» **REQUIREMENT**: Beginning with the first line, please repeat the entries exactly and end on the line that contains "result pane shows.".

Data excerpts
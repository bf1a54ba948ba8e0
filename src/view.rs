//! Selection and panel state as an immutable value.
//!
//! Every reducer takes the current view and returns the next one. Anything
//! that needs the explanation cache is passed in as a plain flag, so the
//! transitions can be exercised without a session.

use crate::catalog::{ExplanationStyle, Identity, ModelId, SnippetId};
use crate::feedback::FeedbackForm;

/// Which text the result pane shows.
#[derive(Debug, Clone, Copy, PartialEq, Eq, Default)]
pub enum ResultTab {
    #[default]
    StandardError,
    Improved,
}

#[derive(Debug, Clone, PartialEq, Eq)]
pub struct SessionView {
    pub snippet_id: SnippetId,
    pub style: ExplanationStyle,
    pub model: ModelId,
    pub error_panel_visible: bool,
    pub result_tab: ResultTab,
    pub feedback_form: Option<FeedbackForm>,
}

impl SessionView {
    #[must_use]
    pub fn new(snippet_id: SnippetId, style: ExplanationStyle, model: ModelId) -> Self {
        Self {
            snippet_id,
            style,
            model,
            error_panel_visible: false,
            result_tab: ResultTab::StandardError,
            feedback_form: None,
        }
    }

    #[must_use]
    pub fn identity(&self) -> Identity {
        Identity::new(self.snippet_id.clone(), self.style, self.model.clone())
    }

    #[must_use]
    pub fn select_snippet(&self, snippet_id: SnippetId) -> Self {
        Self {
            snippet_id,
            ..self.clone()
        }
    }

    #[must_use]
    pub fn select_style(&self, style: ExplanationStyle) -> Self {
        Self {
            style,
            ..self.clone()
        }
    }

    /// Switching model always returns to the standard error and drops an open form.
    #[must_use]
    pub fn select_model(&self, model: ModelId) -> Self {
        Self {
            model,
            result_tab: ResultTab::StandardError,
            feedback_form: None,
            ..self.clone()
        }
    }

    #[must_use]
    pub fn toggle_error_panel(&self) -> Self {
        Self {
            error_panel_visible: !self.error_panel_visible,
            ..self.clone()
        }
    }

    #[must_use]
    pub fn select_result_tab(&self, result_tab: ResultTab) -> Self {
        Self {
            result_tab,
            ..self.clone()
        }
    }

    /// Falls back to the standard error when the selected identity has nothing to show.
    #[must_use]
    pub fn reconcile(self, has_explanation: bool) -> Self {
        if self.result_tab == ResultTab::Improved && !has_explanation {
            return Self {
                result_tab: ResultTab::StandardError,
                ..self
            };
        }
        self
    }

    /// Opens the questionnaire for `identity` and shows the standard error beside it.
    #[must_use]
    pub fn open_feedback_form(&self, identity: Identity) -> Self {
        Self {
            error_panel_visible: true,
            feedback_form: Some(FeedbackForm::new(identity)),
            ..self.clone()
        }
    }

    #[must_use]
    pub fn with_feedback_form(&self, form: FeedbackForm) -> Self {
        Self {
            feedback_form: Some(form),
            ..self.clone()
        }
    }

    #[must_use]
    pub fn close_feedback_form(&self) -> Self {
        Self {
            feedback_form: None,
            ..self.clone()
        }
    }
}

» **WRITTEN RESPONSE**:
repository bf1a54ba948ba8e0
filename src/view.rs
//! Selection and panel state as an immutable value.
//!
//! Every reducer takes the current view and returns the next one. Anything
//! that needs the explanation cache is passed in as a plain flag, so the
//! transitions can be exercised without a session.

use crate::catalog::{ExplanationStyle, Identity, ModelId, SnippetId};
use crate::feedback::FeedbackForm;

/// Which text the result pane shows.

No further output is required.